Für jeweils bis zu zwei Bewohner müssen sanitäre Einrichtungen (z.B. Badezimmer mit WC, Badewanne oder Dusche) in unmittelbarer Nähe des Wohnschlafraums zur Verfügung stehen.
Im Rahmen der Verbesserung der Wohnqualität nach Ziffer III.1.06 müssen Einzelzimmer grundsätzlich mit mindestens 15 qm Wohnfläche realisiert werden.
Bei Bauten im Bestand, in denen kleinere familienähnliche und wohngemeinschaftsähnliche Wohnangebote geschaffen werden, müssen die Zimmer grundsätzlich eine Größe von mindestens 15 qm haben. Von der Mindestgröße kann im Einzelfall abgewichen werden, wenn der insgesamt für die Bewohner und Bewohnerinnen zur Verfügung stehende Wohnraum auf eine angemessene Wohnsituation schließen lässt. Für max. 4 Bewohner muss mindestens ein Bad vorhanden sein.

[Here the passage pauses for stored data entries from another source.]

//! Constants used in the Neo codec module

/// Neo blockchain constants
pub struct NeoConstants;

impl NeoConstants {
    /// Size of a HASH160 in bytes
    pub const HASH160_SIZE: usize = 20;
    
    /// Size of a HASH256 in bytes
    pub const HASH256_SIZE: usize = 32;
}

Gemeinschafts- und Funktionsräume (z.B. Wohnzimmer, Kochgelegenheit, Speiseraum, Abstellräume, Pflegebäder) müssen entsprechend den besonderen Bedürfnissen der Bewohner vorhanden sein.
Die Barrierefreiheit muss den besonderen Bedürfnissen der Bewohner gerecht werden (z.B. Rampen, Aufzug, Sanitäreinrichtungen, Rufanlagen usw.). Bei der Schaffung neuer Wohnimmobilien muss Barrierefreiheit gewährleistet sein.

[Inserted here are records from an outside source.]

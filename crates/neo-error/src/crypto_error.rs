use thiserror::Error;

/// Errors raised by key generation, signing, hashing, and encoding primitives.
#[derive(Error, Debug, Clone, PartialEq, Eq)]
pub enum CryptoError {
    #[error("invalid private key")]
    InvalidPrivateKey,

    #[error("invalid public key: {0}")]
    InvalidPublicKey(String),

    #[error("public key must be SEC1-compressed (33 bytes); got {0} bytes")]
    UncompressedPublicKeyRejected(usize),

    #[error("EC point is not on curve")]
    PointNotOnCurve,

    #[error("signing failed: {0}")]
    SigningFailed(String),

    #[error("signature verification failed")]
    VerificationFailed,

    #[error("multi-sig signatures below threshold: have {have}, need {need}")]
    InsufficientSignatures { have: usize, need: usize },

    #[error("invalid Base58Check payload: {0}")]
    InvalidBase58Check(String),

    #[error("invalid WIF: {0}")]
    InvalidWif(String),

    #[error("invalid address: {0}")]
    InvalidAddress(String),

    #[error("hex decoding error: {0}")]
    HexError(String),

    #[error("invalid format: {0}")]
    InvalidFormat(String),
}
//! # Neo Error
//!
//! Structured error types shared across the Neo N3 SDK crates.
//!
//! Each concern gets its own `thiserror`-derived enum; higher-level crates
//! compose these via `#[from]` so callers can `?`-propagate across crate
//! boundaries without manual mapping. There is no single catch-all
//! `NeoError` — each crate's public API returns the most specific enum
//! that covers its own failures, plus whatever it pulls in from its
//! dependencies.

#![warn(missing_debug_implementations, rust_2018_idioms, unreachable_pub)]

mod builder_error;
mod client_error;
mod codec_error;
mod compiler_error;
mod crypto_error;
mod transaction_error;

pub use builder_error::BuilderError;
pub use client_error::ClientError;
pub use codec_error::CodecError;
pub use compiler_error::CompilerError;
pub use crypto_error::CryptoError;
pub use transaction_error::TransactionError;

Es handelt sich um Mindestanforderungen. Abhängig vom Wohnkonzept und Zielgruppe sind weitere Anforderungen möglich.
Wohneinrichtungen auf Mietbasis
Bei Kauf oder Neubau von Vorhaben, die auf Mietbasis refinanziert werden, ist die Erklärung „Wohneinrichtungen auf Mietbasis“ sowie eine Wirtschaftlichkeitsberechnung in Anlehnung an die II. Berechnungsverordnung (Formulare unter: http://foerderung.aktion-mensch.de/) vorzulegen.
In den Fällen, in denen eine Abweichung zur ortsüblichen Kaltmiete von über 10 Prozent auftritt, muss der Antragsteller eine ausführliche Begründung vorlegen. Liegt eine Abweichung von mehr als 30 Prozent vor, erfolgt keine Förderung.
Bauinvestitionen bei Kur- und Rehabilitationseinrichtungen sowie Einrichtungen mit integrativem Konzept
Bei Kur- und Rehabilitationseinrichtungen sowie Einrichtungen mit integrativem Konzept wie Erholungseinrichtungen, Ferienheime, Begegnungsstätten und Gemeindezentren werden ausschließlich Maßnahmen zur Verbesserung der Barrierefreiheit gemäß Ziffer II.1.5 in Verbindung mit III.1.08 gefördert.
Dingliche Sicherung
Bei Förderung von Investitionen in Immobilien muss vor Auszahlung des bewilligten Zuschusses zu Gunsten der Aktion Mensch eine unverzinsliche Buchgrundschuld mit dinglicher Zwangsvollstreckungsunterwerfung in Höhe des Gesamtzuschusses der Aktion Mensch zu Lasten des jeweiligen Eigentümers der geförderten Immobilie im Grundbuch eingetragen werden, sofern der bewilligte Zuschuss mindestens 50.000 € beträgt. Vorrangig dürfen nur Grundpfandrechte eingetragen sein oder werden, die zur Finanzierung des geförderten Vorhabens erforderlich sind.
Dies gilt für alle Kaufobjekte (Grundstücke, Häuser, Eigentumswohnungen, Fabrik- und Werkhallen) sowie bei Bauten bzw. Umbauten. Bei Mietobjekten kann auf eine dingliche Absicherung verzichtet werden.
V. FÖRDERRICHTLINIEN
Im Übrigen gelten die Förderrichtlinien der Aktion Mensch in der bei Eingang des Förderantrags gültigen Fassung.